The car stopped at Cloud Peak.
Jackson was about to head inside and update Patricia when Aiden grabbed his arm. “Hey, have some boundaries. This isn’t your old villa. The boss really doesn’t like any of us from the staff quarters showing up in the main house.”
“Leftovers from another era,” Jackson muttered, his irritation obvious.
He couldn’t stand how Oliver did things. Sure, you could call it refined, maybe even organized. But really, it was just cold. Everything was divided by invisible lines—class, status, who mattered and who didn’t.
Oliver used rules to keep everyone at a distance. Guys like Aiden ended up both respecting and fearing him, just because of that power gap. Jackson hated it. He was a soldier, someone who’d actually danced with death.

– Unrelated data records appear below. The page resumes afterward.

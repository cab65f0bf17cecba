use cfgtree_core::{ConfigError, Result, Value};
use parking_lot::{Mutex, RwLock, RwLockReadGuard};
use semver::Version;
use std::fs::{self, File, OpenOptions};
use std::io::{Read, Seek, SeekFrom, Write};
use std::path::{Path, PathBuf};
use std::sync::atomic::{AtomicU64, Ordering};
use tracing::{debug, error, info, warn};

use crate::ini::{self, IniBlock, IniDocument};
use crate::option::OptionSpec;
use crate::section::{EntrySpec, SECTION_SEPARATOR, Section, SectionSpec, VERSION_KEY};

/// Whether a mutation rewrites the backing file.
#[derive(Debug, Clone, Copy, PartialEq, Eq, Default)]
pub enum Persist {
    /// The operation's own default: options and resets persist, sections
    /// persist only when created with initial entries.
    #[default]
    Auto,
    Yes,
    No,
}

impl Persist {
    fn resolve(self, default: bool) -> bool {
        match self {
            Persist::Auto => default,
            Persist::Yes => true,
            Persist::No => false,
        }
    }
}

/// How the file contents were taken into account when the store was opened.
#[derive(Debug, Clone, PartialEq, Eq)]
pub enum LoadOutcome {
    /// The file was empty or had just been created.
    Fresh,
    /// The file was parsed and replayed onto the tree.
    Loaded,
    /// The file declared an incompatible version and was moved aside.
    Recovered { backup: PathBuf },
    /// The file could not be read or parsed; only seeded entries are present.
    Defaulted { reason: String },
}

/// The open configuration file. Reads rewind to the start, writes replace
/// the whole content.
struct BackingFile {
    path: PathBuf,
    file: File,
}

impl BackingFile {
    fn open(path: &Path) -> Result<Self> {
        if let Some(parent) = path.parent() {
            if !parent.as_os_str().is_empty() {
                fs::create_dir_all(parent)?;
            }
        }
        let file = OpenOptions::new()
            .read(true)
            .write(true)
            .create(true)
            .truncate(false)
            .open(path)?;
        Ok(Self {
            path: path.to_path_buf(),
            file,
        })
    }

    fn read_all(&mut self) -> Result<String> {
        let mut text = String::new();
        self.file.seek(SeekFrom::Start(0))?;
        self.file.read_to_string(&mut text)?;
        Ok(text)
    }

    fn rewrite(&mut self, text: &str) -> Result<()> {
        self.file.set_len(0)?;
        self.file.seek(SeekFrom::Start(0))?;
        self.file.write_all(text.as_bytes())?;
        self.file.flush()?;
        Ok(())
    }

    /// Move the file to `<path>.old` and start over with an empty one.
    fn archive(self) -> Result<(Self, PathBuf)> {
        let BackingFile { path, file } = self;
        drop(file);
        let backup = backup_path(&path);
        fs::rename(&path, &backup)?;
        Ok((BackingFile::open(&path)?, backup))
    }
}

pub fn backup_path(path: &Path) -> PathBuf {
    let mut name = path.as_os_str().to_owned();
    name.push(".old");
    PathBuf::from(name)
}

/// Builder for a [`Store`]: backing file, schema version and seed entries.
pub struct StoreBuilder {
    path: PathBuf,
    version: Option<Version>,
    seed: Vec<(String, EntrySpec)>,
}

impl StoreBuilder {
    pub fn new(path: impl Into<PathBuf>) -> Self {
        Self {
            path: path.into(),
            version: None,
            seed: Vec::new(),
        }
    }

    /// Schema version written to and expected from the file. Defaults to
    /// the crate version.
    pub fn version(mut self, version: Version) -> Self {
        self.version = Some(version);
        self
    }

    /// Add a default entry, present before the file is loaded.
    pub fn seed(mut self, name: &str, spec: impl Into<EntrySpec>) -> Self {
        self.seed.push((name.to_string(), spec.into()));
        self
    }

    pub fn seed_all<I, K>(mut self, entries: I) -> Self
    where
        I: IntoIterator<Item = (K, EntrySpec)>,
        K: Into<String>,
    {
        self.seed
            .extend(entries.into_iter().map(|(name, spec)| (name.into(), spec)));
        self
    }

    /// Open (creating if absent) the backing file, seed the tree and load the
    /// file into it.
    ///
    /// File contents never make this fail: a version mismatch moves the file
    /// to `<path>.old`, other load errors are logged and the seeded defaults
    /// are kept. Errors come only from an unopenable file or invalid seeds.
    pub fn open(self) -> Result<Store> {
        let version = match self.version {
            Some(version) => version,
            None => Version::parse(env!("CARGO_PKG_VERSION"))?,
        };
        let path = self.path;
        info!(?path, %version, "opening configuration store");

        let mut file = BackingFile::open(&path)?;
        let mut root = Section::root();
        root.update(self.seed)?;

        let outcome = match load_into(&mut root, &mut file, &version) {
            Ok(outcome) => outcome,
            Err(ConfigError::VersionMismatch { found, expected }) => {
                warn!(?path, ?found, %expected, "configuration version mismatch, archiving file");
                let (fresh, backup) = file.archive()?;
                file = fresh;
                LoadOutcome::Recovered { backup }
            }
            Err(e) => {
                error!(?path, error = %e, "failed to load configuration");
                warn!(?path, "unable to parse configuration, using defaults");
                LoadOutcome::Defaulted {
                    reason: e.to_string(),
                }
            }
        };
        debug!(?outcome, entries = root.len(), "configuration store ready");

        Ok(Store {
            root: RwLock::new(root),
            file: Mutex::new(file),
            version,
            path,
            outcome,
            writes: AtomicU64::new(0),
        })
    }
}

/// Parse the file and replay it onto `root`. Nothing is applied unless the
/// whole file parses and its version is compatible.
fn load_into(root: &mut Section, file: &mut BackingFile, version: &Version) -> Result<LoadOutcome> {
    let text = file.read_all()?;
    if text.trim().is_empty() {
        return Ok(LoadOutcome::Fresh);
    }
    let doc = ini::parse(&text)?;
    check_version(doc.global_value(VERSION_KEY), version)?;

    let globals = doc
        .global
        .iter()
        .filter(|(key, _)| !key.eq_ignore_ascii_case(VERSION_KEY));
    apply_options(root, globals);

    for block in &doc.blocks {
        match root.make_sections(&block.header) {
            Ok(section) => apply_options(section, block.entries.iter()),
            Err(e) => {
                warn!(section = %block.header, line = block.line, error = %e, "skipping stored section");
            }
        }
    }
    Ok(LoadOutcome::Loaded)
}

/// Only (major, minor) must match; the patch level is ignored.
fn check_version(found: Option<&str>, expected: &Version) -> Result<()> {
    let mismatch = || ConfigError::VersionMismatch {
        found: found.map(str::to_string),
        expected: expected.to_string(),
    };
    let found_version = found
        .and_then(|v| Version::parse(v.trim()).ok())
        .ok_or_else(mismatch)?;
    if (found_version.major, found_version.minor) != (expected.major, expected.minor) {
        return Err(mismatch());
    }
    Ok(())
}

/// Set each stored value, creating string options for unknown keys. Values
/// that fail validation keep the default.
fn apply_options<'a>(section: &mut Section, entries: impl Iterator<Item = &'a (String, String)>) {
    for (key, raw) in entries {
        let result = match section.set(key, raw.as_str()) {
            Err(e) if e.is_not_found() => section
                .add_option(key, OptionSpec::new(raw.as_str()))
                .map(|_| true),
            other => other,
        };
        if let Err(e) = result {
            warn!(key = %key, error = %e, "ignoring stored value");
        }
    }
}

/// A configuration tree bound to its backing file.
///
/// Every persisting mutation re-serializes the whole tree and rewrites the
/// file before returning. The tree lock is held across mutation and write,
/// and the file lock across serialization and write, so concurrent callers
/// never interleave their read-modify-write cycles.
pub struct Store {
    root: RwLock<Section>,
    file: Mutex<BackingFile>,
    version: Version,
    path: PathBuf,
    outcome: LoadOutcome,
    writes: AtomicU64,
}

impl Store {
    /// Resolve the store path: explicit path > CFGTREE_CONFIG env > ~/.config/cfgtree/cfgtree.ini
    pub fn resolve_path(explicit: Option<&Path>) -> PathBuf {
        if let Some(p) = explicit {
            return p.to_path_buf();
        }
        if let Ok(p) = std::env::var("CFGTREE_CONFIG") {
            return PathBuf::from(p);
        }
        dirs::config_dir()
            .unwrap_or_else(|| PathBuf::from("."))
            .join("cfgtree")
            .join("cfgtree.ini")
    }

    pub fn builder(path: impl Into<PathBuf>) -> StoreBuilder {
        StoreBuilder::new(path)
    }

    pub fn open(path: impl Into<PathBuf>, version: Version) -> Result<Self> {
        StoreBuilder::new(path).version(version).open()
    }

    pub fn path(&self) -> &Path {
        &self.path
    }

    pub fn version(&self) -> &Version {
        &self.version
    }

    pub fn load_outcome(&self) -> &LoadOutcome {
        &self.outcome
    }

    /// Number of times the backing file has been rewritten.
    pub fn writes(&self) -> u64 {
        self.writes.load(Ordering::Relaxed)
    }

    /// Read access to the whole tree.
    pub fn root(&self) -> RwLockReadGuard<'_, Section> {
        self.root.read()
    }

    pub fn read<T>(&self, f: impl FnOnce(&Section) -> T) -> T {
        f(&self.root.read())
    }

    /// Current value of `key` in the section at `path` (`""` is the root).
    pub fn get(&self, path: &str, key: &str) -> Result<Value> {
        Ok(self.root.read().section_at(path)?.get(key)?.clone())
    }

    pub fn get_default(&self, path: &str, key: &str) -> Result<Value> {
        Ok(self.root.read().section_at(path)?.get_default(key)?.clone())
    }

    pub fn set(&self, path: &str, key: &str, raw: impl Into<Value>) -> Result<()> {
        self.set_with(path, key, raw, Persist::Auto)
    }

    /// Setting an option to its current value never rewrites the file.
    pub fn set_with(&self, path: &str, key: &str, raw: impl Into<Value>, persist: Persist) -> Result<()> {
        self.mutate(persist, true, |root| root.section_at_mut(path)?.set(key, raw))
    }

    pub fn add_option(&self, path: &str, name: &str, spec: OptionSpec) -> Result<()> {
        self.add_option_with(path, name, spec, Persist::Auto)
    }

    pub fn add_option_with(&self, path: &str, name: &str, spec: OptionSpec, persist: Persist) -> Result<()> {
        self.mutate(persist, true, |root| {
            root.section_at_mut(path)?.add_option(name, spec)?;
            Ok(true)
        })
    }

    pub fn add_section(&self, path: &str, name: &str, spec: SectionSpec) -> Result<()> {
        self.add_section_with(path, name, spec, Persist::Auto)
    }

    /// With [`Persist::Auto`] the file is rewritten only when `spec` carries
    /// initial entries.
    pub fn add_section_with(&self, path: &str, name: &str, spec: SectionSpec, persist: Persist) -> Result<()> {
        let seeded = !spec.is_empty();
        self.mutate(persist, seeded, |root| {
            root.section_at_mut(path)?.add_section(name, spec)?;
            Ok(true)
        })
    }

    pub fn update<I, K>(&self, path: &str, entries: I, persist: Persist) -> Result<()>
    where
        I: IntoIterator<Item = (K, EntrySpec)>,
        K: Into<String>,
    {
        let entries: Vec<(K, EntrySpec)> = entries.into_iter().collect();
        let changed = !entries.is_empty();
        self.mutate(persist, true, |root| {
            root.section_at_mut(path)?.update(entries)?;
            Ok(changed)
        })
    }

    /// Reset every option under `path` to its default.
    pub fn reset(&self, path: &str, persist: Persist) -> Result<()> {
        self.mutate(persist, true, |root| Ok(root.section_at_mut(path)?.reset()))
    }

    /// Apply several mutations to the tree and rewrite the file once at the
    /// end. Nothing is written if `f` fails; mutations made before the
    /// failure stay in memory.
    pub fn transaction<T>(&self, f: impl FnOnce(&mut Section) -> Result<T>) -> Result<T> {
        let mut root = self.root.write();
        let out = f(&mut root)?;
        self.write_tree(&root)?;
        Ok(out)
    }

    /// Rewrite the backing file from the current tree.
    pub fn save(&self) -> Result<()> {
        let root = self.root.read();
        self.write_tree(&root)
    }

    /// Final save, then release the file.
    pub fn close(self) -> Result<()> {
        self.save()?;
        info!(path = ?self.path, "configuration store closed");
        Ok(())
    }

    /// The file text [`save`](Self::save) would write.
    pub fn render(&self) -> String {
        ini::write(&self.to_document(&self.root.read()))
    }

    fn mutate<F>(&self, persist: Persist, default: bool, f: F) -> Result<()>
    where
        F: FnOnce(&mut Section) -> Result<bool>,
    {
        let mut root = self.root.write();
        let changed = f(&mut root)?;
        if changed && persist.resolve(default) {
            self.write_tree(&root)?;
        }
        Ok(())
    }

    fn write_tree(&self, root: &Section) -> Result<()> {
        let mut file = self.file.lock();
        let text = ini::write(&self.to_document(root));
        file.rewrite(&text)?;
        self.writes.fetch_add(1, Ordering::Relaxed);
        debug!(path = ?file.path, bytes = text.len(), "configuration written");
        Ok(())
    }

    fn to_document(&self, root: &Section) -> IniDocument {
        let mut doc = IniDocument::default();
        doc.global.push((VERSION_KEY.to_string(), self.version.to_string()));
        doc.global
            .extend(root.options().map(|(name, option)| (name.to_string(), option.file_value())));
        for (name, section) in root.sections() {
            flatten(&mut doc.blocks, name.to_string(), section);
        }
        doc
    }
}

fn flatten(blocks: &mut Vec<IniBlock>, path: String, section: &Section) {
    blocks.push(IniBlock {
        header: path.clone(),
        line: 0,
        entries: section
            .options()
            .map(|(name, option)| (name.to_string(), option.file_value()))
            .collect(),
    });
    for (name, child) in section.sections() {
        flatten(blocks, format!("{path}{SECTION_SEPARATOR}{name}"), child);
    }
}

On the battlefield, it didn’t matter if you were rich or broke. Bullets didn’t care about your last name. Out there, everyone’s life was equally worthless.
But most people would never get that.
That morning, Jackson sat in the garden, twirling a piece of wild grass and teasing a stray kitten. When Patricia came jogging down after her run, he tossed the grass away, dusted off his jeans, and stood up, shooting her a look full of silent complaints.
“Why aren’t you going inside?” she asked.
“I wouldn’t dare,” Jackson said, voice dripping with sarcasm.
“Ruby’s been discharged. She’s home now.”
He summarized his report in a couple of sentences, but Patricia just frowned and looked at him closely. “What’s wrong? Who’s bothering you?”
“No one,” he said, not wanting to get into it.
“That guy I asked you to watch—is he still keeping tabs? Ruby’s next move will be going overseas. Pass that on to the American.”
“Got it,” Jackson nodded.
Since Patricia didn’t say anything else, he turned and left.
Patricia stood in the garden, watching him walk away, lips pressed together. She could tell Jackson and Marian both felt awkward here at Cloud Peak, never really at ease.
Upstairs, she changed her clothes. Oliver came up from the gym just as she was finishing. The weather outside was awful—gray and heavy with smog—definitely not the day for a run.